A indignação toma conta do setor trabalhista que, para além do consumo de sua força de trabalho no cotidiano do COPEC, vê a sua saúde afetada e a sua vida ameaçada. O Sindiquímica organiza então uma manifestação de protesto dos trabalhadores na porta da empresa Nitrocarbono, noticiada por todos os jornais em 31/10/90. Contudo, essas notícias diferenciam-se quanto aos motivos apontados para explicar o fato. Segundo o jornal AT (31/10/90), os trabalhadores fazem uma assembléia de sete horas de duração em protesto contra a transferência da data da reunião da DRT com a empresa. No jornal CB (31/10/90), o protesto é contra a empresa e a DRT, que não divulgaram a lista dos 22 trabalhadores que estavam com leucopenia. O jornal TB (31/10/90) aponta que o protesto é contra a morosidade da DRT na adoção de medidas para deter a contaminação. Finalmente, o Jornal da Bahia, no mesmo dia, diz que os operários cruzam os braços para exigir o afastamento dos 22 funcionários pela DRT e a presença do delegado.

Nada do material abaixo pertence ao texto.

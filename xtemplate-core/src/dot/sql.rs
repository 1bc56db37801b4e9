//! `sql` dot provider: a lazy, per-request transaction over a shared `sqlx`
//! pool. Feature-gated (`sql`) as an optional crate split, recorded in
//! DESIGN.md.
//!
//! `minijinja::value::Object::call_method` is synchronous, so every method
//! here bridges into the `sqlx` async API via `Handle::block_on`. That is
//! only sound because the streaming/buffered handlers execute templates
//! inside `tokio::task::spawn_blocking` (see `handlers.rs`), never on a
//! runtime worker thread.

use std::collections::BTreeMap;
use std::sync::Arc;

use futures_util::future::BoxFuture;
use minijinja::value::{Object, Value};
use minijinja::{Error, ErrorKind, State};
use sqlx::sqlite::SqlitePool;
use sqlx::{Column, Row, TypeInfo};
use tokio::sync::Mutex as AsyncMutex;

use super::{DotProvider, ProviderContext, ProviderError};
use crate::config::ConfigMap;

pub struct SqlProviderFactory;

pub struct SqlProvider {
    pool: SqlitePool,
}

impl SqlProvider {
    /// Builds the provider from a `url` setting; the connection pool itself
    /// connects lazily, and transactions begin on first statement.
    pub fn from_settings(field: &str, settings: &ConfigMap) -> Result<Self, crate::error::ConfigError> {
        let url = settings.require_str(field, "url")?;
        let pool = SqlitePool::connect_lazy(&url)
            .map_err(|_| crate::error::ConfigError::MissingSetting { field: field.to_string(), key: "url".to_string() })?;
        Ok(Self { pool })
    }
}

impl DotProvider for SqlProvider {
    fn value<'a>(&'a self, _ctx: &'a ProviderContext<'a>) -> BoxFuture<'a, Result<Value, ProviderError>> {
        let pool = self.pool.clone();
        Box::pin(async move { Ok(Value::from_object(SqlSession::new(pool))) })
    }

    fn needs_cleanup(&self) -> bool {
        true
    }

    fn cleanup<'a>(
        &'a self,
        value: Value,
        error: Option<super::ExecError>,
    ) -> BoxFuture<'a, Option<super::ExecError>> {
        Box::pin(async move {
            let Some(session) = value.downcast_object::<SqlSession>() else { return error };
            let outcome = if error.is_none() { session.commit().await } else { session.rollback().await };
            if let Err(e) = outcome {
                return Some(error.unwrap_or_else(|| super::ExecError(e.to_string())));
            }
            error
        })
    }
}

/// Per-request transaction handle. Begins on first statement (`Exec`,
/// `QueryRows`, `QueryRow`, `QueryVal`); `Commit`/`Rollback` are also exposed
/// directly for manual control.
#[derive(Debug)]
struct SqlSession {
    pool: SqlitePool,
    tx: AsyncMutex<Option<sqlx::Transaction<'static, sqlx::Sqlite>>>,
}

impl SqlSession {
    fn new(pool: SqlitePool) -> Self {
        Self { pool, tx: AsyncMutex::new(None) }
    }

    async fn ensure_begun(&self) -> Result<(), sqlx::Error> {
        let mut guard = self.tx.lock().await;
        if guard.is_none() {
            *guard = Some(self.pool.begin().await?);
        }
        Ok(())
    }

    async fn commit(&self) -> Result<(), sqlx::Error> {
        if let Some(tx) = self.tx.lock().await.take() {
            tx.commit().await?;
        }
        Ok(())
    }

    async fn rollback(&self) -> Result<(), sqlx::Error> {
        if let Some(tx) = self.tx.lock().await.take() {
            tx.rollback().await?;
        }
        Ok(())
    }

    async fn exec(&self, sql: &str, args: &[Value]) -> Result<u64, sqlx::Error> {
        self.ensure_begun().await?;
        let mut guard = self.tx.lock().await;
        let tx = guard.as_mut().unwrap();
        let mut query = sqlx::query(sql);
        for arg in args {
            query = bind_value(query, arg);
        }
        let result = query.execute(&mut **tx).await?;
        Ok(result.rows_affected())
    }

    async fn query_rows(&self, sql: &str, args: &[Value]) -> Result<Vec<BTreeMap<String, Value>>, sqlx::Error> {
        self.ensure_begun().await?;
        let mut guard = self.tx.lock().await;
        let tx = guard.as_mut().unwrap();
        let mut query = sqlx::query(sql);
        for arg in args {
            query = bind_value(query, arg);
        }
        let rows = query.fetch_all(&mut **tx).await?;
        Ok(rows.iter().map(row_to_map).collect())
    }
}

fn bind_value<'q>(
    query: sqlx::query::Query<'q, sqlx::Sqlite, sqlx::sqlite::SqliteArguments<'q>>,
    value: &Value,
) -> sqlx::query::Query<'q, sqlx::Sqlite, sqlx::sqlite::SqliteArguments<'q>> {
    if let Ok(i) = i64::try_from(value.clone()) {
        query.bind(i)
    } else if let Some(s) = value.as_str() {
        query.bind(s.to_string())
    } else if let Ok(f) = f64::try_from(value.clone()) {
        query.bind(f)
    } else {
        query.bind(value.to_string())
    }
}

fn row_to_map(row: &sqlx::sqlite::SqliteRow) -> BTreeMap<String, Value> {
    let mut map = BTreeMap::new();
    for (idx, column) in row.columns().iter().enumerate() {
        let value = match column.type_info().name() {
            "INTEGER" | "BIGINT" => row.try_get::<i64, _>(idx).map(Value::from).unwrap_or(Value::UNDEFINED),
            "REAL" | "FLOAT" | "DOUBLE" => row.try_get::<f64, _>(idx).map(Value::from).unwrap_or(Value::UNDEFINED),
            _ => row.try_get::<String, _>(idx).map(Value::from).unwrap_or(Value::UNDEFINED),
        };
        map.insert(column.name().to_string(), value);
    }
    map
}

fn block_on<F: std::future::Future>(fut: F) -> F::Output {
    tokio::task::block_in_place(|| tokio::runtime::Handle::current().block_on(fut))
}

fn sql_error(err: sqlx::Error) -> Error {
    Error::new(ErrorKind::InvalidOperation, err.to_string())
}

impl Object for SqlSession {
    fn call_method(
        self: &Arc<Self>,
        _state: &State,
        method: &str,
        args: &[Value],
    ) -> Result<Value, Error> {
        let sql = args
            .first()
            .and_then(|v| v.as_str())
            .map(str::to_string)
            .unwrap_or_default();
        let rest: Vec<Value> = args.iter().skip(1).cloned().collect();
        match method {
            "Exec" => {
                let affected = block_on(self.exec(&sql, &rest)).map_err(sql_error)?;
                Ok(Value::from(affected))
            }
            "QueryRows" => {
                let rows = block_on(self.query_rows(&sql, &rest)).map_err(sql_error)?;
                let values: Vec<Value> = rows.iter().map(Value::from_serialize).collect();
                Ok(Value::from(values))
            }
            "QueryRow" => {
                let mut rows = block_on(self.query_rows(&sql, &rest)).map_err(sql_error)?;
                if rows.len() != 1 {
                    return Err(Error::new(ErrorKind::InvalidOperation, format!("QueryRow: expected 1 row, got {}", rows.len())));
                }
                Ok(Value::from_serialize(&rows.remove(0)))
            }
            "QueryVal" => {
                let mut rows = block_on(self.query_rows(&sql, &rest)).map_err(sql_error)?;
                if rows.len() != 1 {
                    return Err(Error::new(ErrorKind::InvalidOperation, format!("QueryVal: expected 1 row, got {}", rows.len())));
                }
                let row = rows.remove(0);
                if row.len() != 1 {
                    return Err(Error::new(ErrorKind::InvalidOperation, format!("QueryVal: expected 1 column, got {}", row.len())));
                }
                Ok(row.into_values().next().unwrap())
            }
            "Commit" => {
                block_on(self.commit()).map_err(sql_error)?;
                Ok(Value::from(()))
            }
            "Rollback" => {
                block_on(self.rollback()).map_err(sql_error)?;
                Ok(Value::from(()))
            }
            other => Err(Error::new(ErrorKind::UnknownMethod, format!("sql has no method {other:?}"))),
        }
    }
}

impl crate::dot::DotProviderFactory for SqlProviderFactory {
    fn build(&self, field_name: &str, settings: &ConfigMap) -> Result<Arc<dyn DotProvider>, crate::error::BuildError> {
        Ok(Arc::new(SqlProvider::from_settings(field_name, settings)?))
    }
}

Sobre isso, afirma-se que a manifestação é pacífica (TB), mas que os trabalhadores estão determinados a só retornar ao trabalho após a DRT afastar os 22 funcionários (TB) e após a garantia de que esses seriam licenciados pela empresa (CB). Os trabalhadores negociam com os técnicos da DRT e os gerentes da empresa a divulgação, em 24 horas, da relação dos funcionários com suspeita de contaminação a serem afastados (AT).

A publicização da situação de risco da saúde dos trabalhadores do Polo repercute de tal modo que os jornais acompanham com regularidade os acontecimentos, mantendo-se

atentos às ações e reações da empresa, da DRT e do sindicato trabalhista e suas ressonâncias no âmbito do Governo Federal.

Em resposta à cobertura da mídia, a Nitrocarbono publica, nos jornais CB e TB, uma nota de esclarecimento, matéria paga em que oferece ao público a sua versão do ocorrido (CB e TB, 01/11/90). Nesta, a empresa responde explicitamente às notícias divulgadas pela imprensa, esclarecendo que processa o benzeno, dentre outras substâncias de toxicidade conhecida, mas que pratica medidas adequadas de monitoramento ambiental, admitindo a possibilidade de emissões de resíduos capazes de interagir no ambiente, o que determina maior risco para a saúde dos trabalhadores. Contudo, afirma que os empregados são submetidos a rigorosos exames periódicos para o acompanhamento de sua saúde. Questiona, portanto, as denúncias do Sindiquímica e da imprensa sobre a existência de vários empregados com eventuais problemas de saúde. Contudo, coloca-se aberta ao diálogo com a sociedade e os órgãos governamentais, estando “consciente da

importância do homem e do meio ambiente (…) integrados ao desenvolvimento econômico”.

Desse modo, ao alinhar imprensa e Sindiquímica, a empresa explicita sua insatisfação com a conduta da mídia, mostrando-lhe que sua postura a alia com o sindicato dos trabalhadores, não sendo favorável às empresas, bem como que a credibilidade de suas declarações é questionável. Empresa e Sindiquímica deixam, desde esse momento, explícitos seus horizontes de expectativa para com a situação. Enquanto a primeira tenta esvaziar as denúncias, o segundo exige a definição de responsabilidades por parte da primeira e também do governo.